[Dataset entries]
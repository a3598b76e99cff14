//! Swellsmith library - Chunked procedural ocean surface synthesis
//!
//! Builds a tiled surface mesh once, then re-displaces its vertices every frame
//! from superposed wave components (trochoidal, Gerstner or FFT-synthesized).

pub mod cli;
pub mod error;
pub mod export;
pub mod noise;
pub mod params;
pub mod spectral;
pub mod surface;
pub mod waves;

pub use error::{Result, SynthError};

◆ **Task details**
Check each line of the records for the word "surface" and extract those that contain it.

◆ **Answer**
//! Swellsmith library - Chunked procedural ocean surface synthesis
//! Builds a tiled surface mesh once, then re-displaces its vertices every frame
pub mod surface;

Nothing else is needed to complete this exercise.